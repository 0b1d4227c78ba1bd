//! Build orchestration: repositories are processed one at a time, with the
//! five repository reads issued concurrently.

use crate::config::FeedConfig;
use crate::digest::fetch_archive_digests;
use crate::hosting::{HostingApi, RepoId};
use crate::index::{BuildSummary, FeedIndex, PackageSet, RepositoryDetails, VersionEntry};
use crate::resolver::{resolve_release, Resolution};
use crate::storage::IndexStorage;
use anyhow::{Context, Result};
use tracing::{debug, info, warn};

/// Process one repository, recording its versions into `packages`.
///
/// Returns the last package name resolved for the repository, which is the
/// package that receives the repository details.
pub async fn process_repository<A: HostingApi + ?Sized>(
    api: &A,
    repo: &RepoId,
    packages: &mut PackageSet,
) -> Result<Option<String>> {
    info!("Processing {}...", repo);

    let (profile, releases, languages, contributors, commit_activity) = tokio::join!(
        api.repository(repo),
        api.releases(repo),
        api.languages(repo),
        api.contributors(repo),
        api.commit_activity(repo),
    );
    let profile = profile.with_context(|| format!("Failed to fetch repository {}", repo))?;
    let releases = releases.with_context(|| format!("Failed to fetch releases for {}", repo))?;
    let languages = languages.with_context(|| format!("Failed to fetch languages for {}", repo))?;
    let contributors =
        contributors.with_context(|| format!("Failed to fetch contributors for {}", repo))?;
    let commit_activity =
        commit_activity.with_context(|| format!("Failed to fetch commit activity for {}", repo))?;

    let mut current_package = None;

    for release in &releases {
        let (descriptor, archive) = match resolve_release(api, repo, release).await? {
            Resolution::Resolved {
                descriptor,
                archive,
            } => (descriptor, archive),
            Resolution::Skipped(reason) => {
                info!("  Skipping {}: {}", release.tag_name, reason);
                continue;
            }
        };

        let digests = fetch_archive_digests(api, &archive.browser_download_url).await;
        let hashed = digests.is_some();
        let name = descriptor.name.clone();
        let version = descriptor.version.clone();

        if packages.insert_version(VersionEntry::new(
            descriptor,
            archive.browser_download_url.as_str(),
            digests,
        )) {
            info!(
                "  Added {}@{}{}",
                name,
                version,
                if hashed { " (hashed)" } else { "" }
            );
        } else {
            warn!(
                "  Ignoring {}: {}@{} already recorded",
                release.tag_name, name, version
            );
        }

        current_package = Some(name);
    }

    match (&current_package, profile) {
        (Some(name), Some(profile)) => {
            let details = RepositoryDetails::new(profile, languages, contributors, commit_activity);
            if !packages.attach_repository(name, details) {
                debug!("{} already carries repository details", name);
            }
        }
        (Some(name), None) => {
            warn!("No repository profile for {}, {} left without details", repo, name);
        }
        (None, _) => {}
    }

    Ok(current_package)
}

/// Build the package set for every configured repository.
pub async fn build_packages<A: HostingApi + ?Sized>(
    api: &A,
    repos: &[RepoId],
) -> Result<PackageSet> {
    let mut packages = PackageSet::new();
    for repo in repos {
        process_repository(api, repo, &mut packages).await?;
    }
    Ok(packages)
}

/// Build the full feed index from configuration.
pub async fn build_index<A: HostingApi + ?Sized>(api: &A, feed: &FeedConfig) -> Result<FeedIndex> {
    let packages = build_packages(api, &feed.github_repos).await?;
    Ok(FeedIndex::new(feed, packages))
}

/// Build the feed and write it to `storage`.
pub async fn run<A: HostingApi + ?Sized>(
    api: &A,
    feed: &FeedConfig,
    storage: &IndexStorage,
) -> Result<BuildSummary> {
    info!("Building VPM index for {} repositories", feed.github_repos.len());

    let index = build_index(api, feed).await?;
    storage.save_index(&index).await?;

    let summary = BuildSummary::from(&index.packages);
    for (name, package) in index.packages.iter() {
        debug!(
            "{}: {} versions, latest {}",
            name,
            package.versions.len(),
            package.latest_version().unwrap_or("-")
        );
    }
    info!("Generated {}", storage.path().display());
    info!("Total packages: {}", summary.packages);
    info!("Total versions: {}", summary.versions);

    Ok(summary)
}

#[cfg(test)]
mod tests {
    use super::*;
    use crate::digest::ArchiveDigests;
    use crate::hosting::{RepositoryProfile, WeeklyCommits};
    use crate::testing::{asset, release, FakeApi};

    const MANIFEST: &[u8] =
        br#"{"name":"com.example.pkg","displayName":"Example","version":"1.2.3","unity":"2022.3"}"#;

    fn repo() -> RepoId {
        RepoId::new("alice", "tool")
    }

    fn profile() -> RepositoryProfile {
        RepositoryProfile {
            name: "tool".into(),
            full_name: "alice/tool".into(),
            html_url: "https://github.com/alice/tool".into(),
            default_branch: "main".into(),
            ..Default::default()
        }
    }

    fn api_with_two_versions() -> FakeApi {
        FakeApi::new()
            .with_releases(
                "alice/tool",
                vec![
                    release("v1.1.0", vec![asset("tool-1.1.0.zip", 11)]),
                    release("v1.0.0", vec![asset("tool-1.0.0.zip", 10)]),
                ],
            )
            .with_file("https://dl.example/11/tool-1.1.0.zip", b"zip 1.1.0")
            .with_file("https://dl.example/10/tool-1.0.0.zip", b"zip 1.0.0")
    }

    #[tokio::test]
    async fn test_versions_of_one_repository_share_a_package() {
        let api = api_with_two_versions().with_profile("alice/tool", profile());
        let mut packages = PackageSet::new();
        let current = process_repository(&api, &repo(), &mut packages).await.unwrap();

        assert_eq!(current.as_deref(), Some("com.alice.tool"));
        let pkg = packages.get("com.alice.tool").unwrap();
        assert_eq!(pkg.versions.len(), 2);
        assert_eq!(
            pkg.versions["1.0.0"].hash,
            Some(ArchiveDigests::compute(b"zip 1.0.0"))
        );
        assert_eq!(pkg.repository.as_ref().unwrap().full_name, "alice/tool");
    }

    #[tokio::test]
    async fn test_missing_profile_still_records_versions() {
        let api = api_with_two_versions();
        let mut packages = PackageSet::new();
        process_repository(&api, &repo(), &mut packages).await.unwrap();

        let pkg = packages.get("com.alice.tool").unwrap();
        assert_eq!(pkg.versions.len(), 2);
        assert!(pkg.repository.is_none());
    }

    #[tokio::test]
    async fn test_failed_download_keeps_entry_without_digests() {
        let mut api = FakeApi::new().with_releases(
            "alice/tool",
            vec![
                release("v1.0.0", vec![asset("tool.zip", 1)]),
                release("v0.9.0", vec![asset("tool.zip", 2)]),
            ],
        );
        api.broken.push("https://dl.example/2/tool.zip".into());

        let mut packages = PackageSet::new();
        process_repository(&api, &repo(), &mut packages).await.unwrap();

        let pkg = packages.get("com.alice.tool").unwrap();
        for version in ["1.0.0", "0.9.0"] {
            let entry = &pkg.versions[version];
            assert!(entry.hash.is_none());
            assert!(entry.zip_sha256.is_none());
        }
    }

    #[tokio::test]
    async fn test_skipped_releases_produce_nothing() {
        let mut draft = release("v3.0.0", vec![asset("tool.zip", 3)]);
        draft.draft = true;
        let mut pre = release("v2.0.0-beta", vec![asset("tool.zip", 2)]);
        pre.prerelease = true;
        let no_zip = release("v1.0.0", vec![asset("tool.unitypackage", 1)]);

        let api = FakeApi::new()
            .with_releases("alice/tool", vec![draft, pre, no_zip])
            .with_profile("alice/tool", profile());
        let mut packages = PackageSet::new();
        let current = process_repository(&api, &repo(), &mut packages).await.unwrap();

        assert!(current.is_none());
        assert_eq!(packages.package_count(), 0);
        assert!(api.downloads.lock().unwrap().is_empty());
    }

    #[tokio::test]
    async fn test_details_attach_to_last_resolved_package() {
        let api = FakeApi::new()
            .with_releases(
                "alice/tool",
                vec![
                    release("v2.0.0", vec![asset("tool.zip", 2)]),
                    release("v1.0.0", vec![asset("tool.zip", 1), asset("package.json", 9)]),
                ],
            )
            .with_file("https://api.example/assets/9", MANIFEST)
            .with_profile("alice/tool", profile());

        let mut packages = PackageSet::new();
        let current = process_repository(&api, &repo(), &mut packages).await.unwrap();

        assert_eq!(current.as_deref(), Some("com.example.pkg"));
        assert!(packages.get("com.alice.tool").unwrap().repository.is_none());
        assert!(packages.get("com.example.pkg").unwrap().repository.is_some());
    }

    #[tokio::test]
    async fn test_repositories_merge_shared_package_names() {
        let api = FakeApi::new()
            .with_releases(
                "alice/tool",
                vec![release("v1.0.0", vec![asset("tool.zip", 1), asset("package.json", 9)])],
            )
            .with_releases(
                "bob/fork",
                vec![release("v1.0.0", vec![asset("fork.zip", 2), asset("package.json", 8)])],
            )
            .with_file("https://api.example/assets/9", MANIFEST)
            .with_file(
                "https://api.example/assets/8",
                br#"{"name":"com.example.pkg","version":"1.3.0"}"#,
            );

        let repos = vec![RepoId::new("alice", "tool"), RepoId::new("bob", "fork")];
        let packages = build_packages(&api, &repos).await.unwrap();

        assert_eq!(packages.package_count(), 1);
        let pkg = packages.get("com.example.pkg").unwrap();
        assert_eq!(pkg.versions.keys().collect::<Vec<_>>(), ["1.2.3", "1.3.0"]);
    }

    #[tokio::test]
    async fn test_rebuild_is_identical() {
        let mut api = api_with_two_versions().with_profile("alice/tool", profile());
        api.activity.insert(
            "alice/tool".into(),
            vec![WeeklyCommits { week: 1_700_000_000, total: 4 }],
        );
        let feed = FeedConfig {
            name: "Alice Packages".into(),
            id: "com.alice.vpm".into(),
            url: "https://alice.example/vpm.json".into(),
            author: "Alice".into(),
            github_repos: vec![repo()],
        };

        let first = serde_json::to_string_pretty(&build_index(&api, &feed).await.unwrap()).unwrap();
        let second = serde_json::to_string_pretty(&build_index(&api, &feed).await.unwrap()).unwrap();
        assert_eq!(first, second);
    }

    #[tokio::test]
    async fn test_run_writes_index_and_reports_counts() {
        let tmp = tempfile::tempdir().unwrap();
        let storage = IndexStorage::new(tmp.path().join("out").join("vpm.json"));
        let api = api_with_two_versions();
        let feed = FeedConfig {
            name: "Alice Packages".into(),
            id: "com.alice.vpm".into(),
            url: "https://alice.example/vpm.json".into(),
            author: "Alice".into(),
            github_repos: vec![repo()],
        };

        let summary = run(&api, &feed, &storage).await.unwrap();
        assert_eq!(summary, BuildSummary { packages: 1, versions: 2 });

        let data = tokio::fs::read_to_string(storage.path()).await.unwrap();
        let json: serde_json::Value = serde_json::from_str(&data).unwrap();
        assert_eq!(
            json["packages"]["com.alice.tool"]["versions"]["1.1.0"]["url"],
            "https://dl.example/11/tool-1.1.0.zip"
        );
    }
}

_Exercise instructions:_ Write only the number of lines in the records that include the word "descriptor".

_Output of the exercise:_ 6